- First look poster
- Directed by: Jenith Kachappilly
- Written by: Jenith Kachappilly
- Produced by: Rajesh Augustine
- Starring: Siju Wilson Krishna Shankar Shabareesh Varma Althaf Salim
- Cinematography: Sinoj P. Ayyappan
- Edited by: Appu N. Bhattathiri
- Music by: Wazim-Murali
- Production company: ARK Media
- Distributed by: Sree Senthil Pictures
- Release date: 31 January 2020;
- Country: India
- Language: Malayalam

= Mariyam Vannu Vilakkoothi =

Indian Malayalam-language Comedy thriller film

Mariyam Vannu Vilakkoothi is an Indian Malayalam-language stoner film written and directed by debutant Jenith Kachappilly and produced by Rajesh Augustine under the banner of ARK Media. The film starring Siju Wilson, Krishna Shankar, Shabareesh Varma and Althaf Salim, follows Unni and his friends who are staying as paying guests at Mariyamma's home. Debutants Wazim-Murali composed the music. Sidhartha Siva and Basil Joseph play other important roles.

The film was theatrically released on 31 January 2020.

== Plot ==

Three friends, all the way from their school days and are still together, working in the same company.

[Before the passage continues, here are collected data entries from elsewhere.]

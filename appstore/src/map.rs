// SPDX-FileCopyrightText: Copyright © 2020-2025 Serpent OS Developers
//
// SPDX-License-Identifier: MPL-2.0

//! Replicated `apps: AppId → Holder` map (§4.8). Stands in for the
//! cluster consistent map in tests and single-node deployments, the
//! same role [`intent::store::memory::MemoryIntentStore`] plays for
//! the intent store.

use std::sync::{Arc, RwLock};

use dashmap::DashMap;

use crate::model::{AppId, Holder};

/// Notified whenever an entry in the map changes, mirroring
/// [`intent::store::Delegate`]'s role for the intent store. The app
/// store uses this to drive `APP_UNINSTALLED` on entry removal and to
/// trigger bits fetch on a freshly observed holder.
pub trait MapListener: Send + Sync {
    fn on_update(&self, id: AppId, old: Option<Holder>, new: Option<Holder>);
}

/// Replicated map abstraction over `AppId → Holder`.
pub trait AppMap: Send + Sync {
    /// Insert `holder` only if no entry exists yet for its id. Returns
    /// the existing entry when one was already present (install is
    /// idempotent per spec.md §4.8).
    fn put_if_absent(&self, holder: Holder) -> Option<Holder>;

    fn get(&self, id: AppId) -> Option<Holder>;

    /// Replace the entry for `id` with `new` iff `predicate` holds for
    /// the current entry (or there is none). Returns the value stored
    /// after the call, i.e. `new` on success or the unchanged existing
    /// entry on failure.
    fn conditional_update(&self, id: AppId, new: Holder, predicate: fn(Option<&Holder>) -> bool) -> Holder;

    fn remove(&self, id: AppId) -> Option<Holder>;

    fn entries(&self) -> Vec<Holder>;

    fn set_listener(&self, listener: Arc<dyn MapListener>);
}

#[derive(Default)]
pub struct MemoryAppMap {
    entries: DashMap<AppId, Holder>,
    listener: RwLock<Option<Arc<dyn MapListener>>>,
}

impl MemoryAppMap {
    pub fn new() -> Self {
        Self::default()
    }

    fn notify(&self, id: AppId, old: Option<Holder>, new: Option<Holder>) {
        if let Some(listener) = self.listener.read().unwrap().clone() {
            listener.on_update(id, old, new);
        }
    }
}

impl AppMap for MemoryAppMap {
    fn put_if_absent(&self, holder: Holder) -> Option<Holder> {
        let id = holder.app.id;
        match self.entries.entry(id) {
            dashmap::mapref::entry::Entry::Occupied(existing) => Some(existing.get().clone()),
            dashmap::mapref::entry::Entry::Vacant(vacant) => {
                vacant.insert(holder.clone());
                self.notify(id, None, Some(holder));
                None
            }
        }
    }

    fn get(&self, id: AppId) -> Option<Holder> {
        self.entries.get(&id).map(|entry| entry.clone())
    }

    fn conditional_update(&self, id: AppId, new: Holder, predicate: fn(Option<&Holder>) -> bool) -> Holder {
        let old = self.entries.get(&id).map(|entry| entry.clone());
        if predicate(old.as_ref()) {
            self.entries.insert(id, new.clone());
            self.notify(id, old, Some(new.clone()));
            new
        } else {
            old.unwrap_or(new)
        }
    }

    fn remove(&self, id: AppId) -> Option<Holder> {
        let removed = self.entries.remove(&id).map(|(_, holder)| holder);
        if let Some(holder) = &removed {
            self.notify(id, Some(holder.clone()), None);
        }
        removed
    }

    fn entries(&self) -> Vec<Holder> {
        self.entries.iter().map(|entry| entry.clone()).collect()
    }

    fn set_listener(&self, listener: Arc<dyn MapListener>) {
        *self.listener.write().unwrap() = Some(listener);
    }
}
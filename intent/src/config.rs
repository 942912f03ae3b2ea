// SPDX-FileCopyrightText: Copyright © 2020-2025 Serpent OS Developers
//
// SPDX-License-Identifier: MPL-2.0

//! Layered YAML configuration for the intent lifecycle engine, loaded
//! through [`config::Manager`].

use config::Config;
use serde::{Deserialize, Serialize};

fn default_num_threads() -> usize {
    12
}

fn default_install_timeout_secs() -> u64 {
    30
}

fn default_fallback_poll_frequency_secs() -> u64 {
    30
}

/// `intent_manager.yaml`: tunables for the manager's own behavior.
#[derive(Debug, Clone, Serialize, Deserialize)]
pub struct IntentManagerConfig {
    /// Skip resource reclamation entirely on withdrawal, leaving
    /// reservations in place. Off by default; exists for deployments
    /// that reclaim out of band.
    #[serde(default)]
    pub skip_release_resources_on_withdrawal: bool,

    /// Worker pool size for the compile/install pipeline.
    #[serde(default = "default_num_threads")]
    pub num_threads: usize,

    /// How long a single intent's install phase waits on its
    /// installers before treating the batch as timed out.
    #[serde(default = "default_install_timeout_secs")]
    pub install_timeout_secs: u64,
}

impl Default for IntentManagerConfig {
    fn default() -> Self {
        Self {
            skip_release_resources_on_withdrawal: false,
            num_threads: default_num_threads(),
            install_timeout_secs: default_install_timeout_secs(),
        }
    }
}

impl Config for IntentManagerConfig {
    fn domain() -> String {
        "intent_manager".into()
    }

    fn merge(self, other: Self) -> Self {
        other
    }
}

/// `group_manager.yaml`: tunables for the flow/group installer
/// collaborator's fallback polling behavior.
#[derive(Debug, Clone, Serialize, Deserialize)]
pub struct GroupManagerConfig {
    /// Poll frequency used when a device can't push group-state
    /// change notifications on its own.
    #[serde(default = "default_fallback_poll_frequency_secs")]
    pub fallback_poll_frequency_secs: u64,

    /// Purge group state for a device as soon as it disconnects,
    /// rather than waiting for it to reconnect and resync.
    #[serde(default)]
    pub purge_on_disconnection: bool,
}

impl Default for GroupManagerConfig {
    fn default() -> Self {
        Self {
            fallback_poll_frequency_secs: default_fallback_poll_frequency_secs(),
            purge_on_disconnection: false,
        }
    }
}

impl Config for GroupManagerConfig {
    fn domain() -> String {
        "group_manager".into()
    }

    fn merge(self, other: Self) -> Self {
        other
    }
}

#[cfg(test)]
mod test {
    use super::*;

    #[test]
    fn defaults_match_spec() {
        let config = IntentManagerConfig::default();
        assert_eq!(config.num_threads, 12);
        assert_eq!(config.install_timeout_secs, 30);
        assert!(!config.skip_release_resources_on_withdrawal);
    }

    #[test]
    fn later_layer_wins_on_merge() {
        let vendor = IntentManagerConfig::default();
        let admin = IntentManagerConfig {
            num_threads: 16,
            ..IntentManagerConfig::default()
        };
        let merged = vendor.merge(admin);
        assert_eq!(merged.num_threads, 16);
    }

    #[test]
    fn group_manager_defaults_match_spec() {
        let config = GroupManagerConfig::default();
        assert_eq!(config.fallback_poll_frequency_secs, 30);
        assert!(!config.purge_on_disconnection);
    }
}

The problems start when the trio decided to celebrate their colleague's birthday at the place where he stays as a paying guest.

== Cast ==
- Siju Wilson as Umman Koshi
- Krishna Shankar as Rony
- Shabareesh Varma as Balu
- Althaf Salim as Unnikrishnan Nambuthiri
- M. A. Shiyas as Addu
- Sethu Lakshmi as Mariyamma George (teacher)
- Irena Mihalkovich as Michelle
- Sidhartha Siva as Boss
- Baiju Santhosh as Subhash (SI)
- Basil Joseph as Pizza Delivery Boy
- Abu Salim as George (CI)

==Soundtrack==
The songs and score are composed by debutants Wazim and Murali.

==Release==
The film was theatrically released on 31 January 2020.